The plot counts of the 2 genes that show a significant change (padj < 0.05) greater than 0.5-fold in the interaction analysis in the Jerseys

Furthermore, 70 Holstein and 19 Jersey DEGs were identified by comparing the RFI status directly without accounting for an interaction (Table 2) (Figs. 1 and 2). Nine genes in the Holstein breed and five genes in the Jersey breed were not annotated. The list of DEGs with their fold changes in the Holstein and Jersey cows is shown in Additional files 1 and 2.

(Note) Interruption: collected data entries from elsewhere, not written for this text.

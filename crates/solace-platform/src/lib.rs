pub mod config;
pub mod http;
pub mod persist;
pub mod traits;

pub use config::{ClientConfig, PlatformConfig};
pub use http::HttpPlatform;
pub use persist::PersistenceMode;
pub use traits::{Authenticator, DocumentStore};
pub mod api;
pub mod error;
pub mod events;
pub mod models;
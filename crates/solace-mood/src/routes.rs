use std::collections::BTreeMap;
use std::sync::Arc;

use axum::{Json, extract::State, http::StatusCode};
use serde::{Deserialize, Serialize};
use tracing::{info, warn};

use crate::analysis;
use crate::db::MoodDb;

/// Shared application state for all route handlers.
#[derive(Clone)]
pub struct AppState {
    pub db: Arc<MoodDb>,
}

// ── Request/response types ──────────────────────────────────────────────

/// One captured expression sample from a client-side log.
#[derive(Debug, Clone, Deserialize)]
pub struct MoodSample {
    pub expression: String,
    #[serde(default)]
    pub captured_at: Option<String>,
}

#[derive(Debug, Deserialize)]
pub struct AnalyzeRequest {
    #[serde(default)]
    pub data_log: Vec<MoodSample>,
}

#[derive(Debug, Serialize)]
pub struct MoodReport {
    pub success: bool,
    pub total_samples: usize,
    pub dominant_mood: String,
    pub report_message: String,
    pub pie_chart_data: BTreeMap<String, f64>,
}

#[derive(Debug, Serialize)]
pub struct ErrorBody {
    pub error: String,
}

// ── Handlers ────────────────────────────────────────────────────────────

/// POST /api/mood/analyze — turn one raw expression log into a report.
pub async fn analyze_mood(
    State(state): State<AppState>,
    Json(req): Json<AnalyzeRequest>,
) -> Result<Json<MoodReport>, (StatusCode, Json<ErrorBody>)> {
    if req.data_log.is_empty() {
        return Err((
            StatusCode::BAD_REQUEST,
            Json(ErrorBody {
                error: "No valid data log received.".to_string(),
            }),
        ));
    }

    let report = analysis::analyze(&req.data_log);

    // History is best-effort; the report never depends on it.
    if let Err(e) = state.db.append_samples(&req.data_log) {
        warn!("Failed to append mood history: {}", e);
    }

    info!(
        "Analyzed {} samples, dominant mood {}",
        report.total_samples, report.dominant_mood
    );
    Ok(Json(report))
}

/// GET /health
pub async fn health() -> &'static str {
    "ok"
}

#[cfg(test)]
mod tests {
    use super::*;

    fn temp_state(name: &str) -> (AppState, std::path::PathBuf) {
        let path = std::env::temp_dir()
            .join(format!("solace_mood_routes_{}_{}.db", name, std::process::id()));
        let _ = std::fs::remove_file(&path);
        let db = MoodDb::open(&path).unwrap();
        (AppState { db: Arc::new(db) }, path)
    }

    fn log(expressions: &[&str]) -> Vec<MoodSample> {
        expressions
            .iter()
            .map(|e| MoodSample {
                expression: e.to_string(),
                captured_at: None,
            })
            .collect()
    }

    #[tokio::test]
    async fn an_empty_log_is_rejected_with_a_400() {
        let (state, path) = temp_state("empty");

        let result = analyze_mood(State(state), Json(AnalyzeRequest { data_log: vec![] })).await;

        let (status, Json(body)) = result.expect_err("an empty log must be rejected");
        assert_eq!(status, StatusCode::BAD_REQUEST);
        assert_eq!(body.error, "No valid data log received.");

        let _ = std::fs::remove_file(&path);
    }

    #[tokio::test]
    async fn a_valid_log_yields_a_report_and_lands_in_history() {
        let (state, path) = temp_state("report");

        let request = AnalyzeRequest {
            data_log: log(&["happy", "happy", "sad"]),
        };
        let Json(report) = analyze_mood(State(state), Json(request))
            .await
            .expect("a non-empty log must produce a report");

        assert!(report.success);
        assert_eq!(report.total_samples, 3);
        assert_eq!(report.dominant_mood, "HAPPY");

        let count: i64 = {
            let conn = rusqlite::Connection::open(&path).unwrap();
            conn.query_row("SELECT COUNT(*) FROM mood_samples", [], |r| r.get(0))
                .unwrap()
        };
        assert_eq!(count, 3);

        let _ = std::fs::remove_file(&path);
    }
}
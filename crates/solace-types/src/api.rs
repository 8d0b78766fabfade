use serde::{Deserialize, Serialize};

// -- Auth --

/// Result of any sign-in or sign-up call. The id token is opaque to the
/// client and is replayed verbatim on document requests.
#[derive(Debug, Clone, Serialize, Deserialize)]
pub struct TokenGrant {
    pub user_id: String,
    pub id_token: String,
    pub expires_in: u64,
}

#[derive(Debug, Serialize, Deserialize)]
#[serde(deny_unknown_fields)]
pub struct SignInTokenRequest {
    pub token: String,
}

#[derive(Debug, Serialize, Deserialize)]
#[serde(deny_unknown_fields)]
pub struct SignUpRequest {
    pub email: String,
    pub password: String,
}

// -- Documents --

/// A stored document: platform-assigned id plus the raw field map.
#[derive(Debug, Clone, Serialize, Deserialize)]
pub struct Document {
    pub id: String,
    pub fields: serde_json::Value,
}

#[derive(Debug, Serialize, Deserialize)]
pub struct CreateDocumentResponse {
    pub id: String,
}

/// Fields of a chat message as written. The platform assigns the id and the
/// server timestamp, so neither appears here.
#[derive(Debug, Clone, Serialize, Deserialize)]
#[serde(rename_all = "camelCase")]
pub struct MessageWrite {
    pub text: String,
    pub role: crate::models::MessageRole,
    pub is_crisis: bool,
}

// -- Errors --

#[derive(Debug, Clone, Serialize, Deserialize)]
pub struct ErrorResponse {
    pub error: ErrorDetail,
}

#[derive(Debug, Clone, Serialize, Deserialize)]
pub struct ErrorDetail {
    pub code: String,
    pub message: String,
}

Overrepresented pathways and gene networks

The GOseq analysis did not identify any significantly enriched GO (Gene Ontology) terms or KEGG (Kyoto Encyclopedia Genes and Genomes) pathways.

The output of the GSEA (Gene Set Enrichment Analysis) is presented in Tables 3, 4 and 5, which show the most significantly enriched pathways with FDR (False Discovery Rate) q-values less than 0.01. We identified seven overrepresented pathways for the downregulated set of genes, and none were identified for the upregulated genes in the Holsteins. In the Jerseys, two pathways were overrepresented for genes with negative-fold changes, and three pathways were overrepresented for genes with positive-fold changes. The top KEGG pathways for the genes that were downregulated in the high-RFI group in the Holsteins and the Jerseys is the primary immunodeficiency pathway, while the significant pathways identified for the genes that were upregulated in the high-RFI group were only detected in the Jerseys. We also identified that most of the pathways within the strong indication thresholds (FDR q-value <0.05) were related to the metabolism of retinols, starch, sucrose, ether lipids and drugs.

Table 3 KEGG pathways identified for the downregulated genes in the high-RFI group with an FDR q-value < 0.01 from the output of the GSEA in the Holsteins
Table 4 KEGG pathways identified for the downregulated genes in the high-RFI group with an FDR q-value < 0.01 from the output of the GSEA in the Jerseys
Table 5 KEGG pathways identified for the upregulated genes in the high-RFI group with an FDR q-value < 0.01 from the output of the GSEA in the Jerseys

The networks identified from the DEGs by IPA® (Ingenuity® Pathway Analysis) are presented in Tables 6 and 7. Seven and six networks were identified for the Holsteins and Jerseys, respectively. The top networks (Fig. 4) in the Holsteins involved 18 genes that are implicated in metabolic diseases, endocrine system disorders and gastrointestinal diseases. The genes that were upregulated in the high-RFI group in the top network of the Holsteins were ACACA, CYP2C9, CYP7A1, ELOVL6, FOSL2, HCLS1, IFI6, NR1H4, RYR1, SOCS2 and TBC1D8; while the downregulated genes were CR2, CTH, DGAT2, FGFR2, SLC20A1 and TAF6.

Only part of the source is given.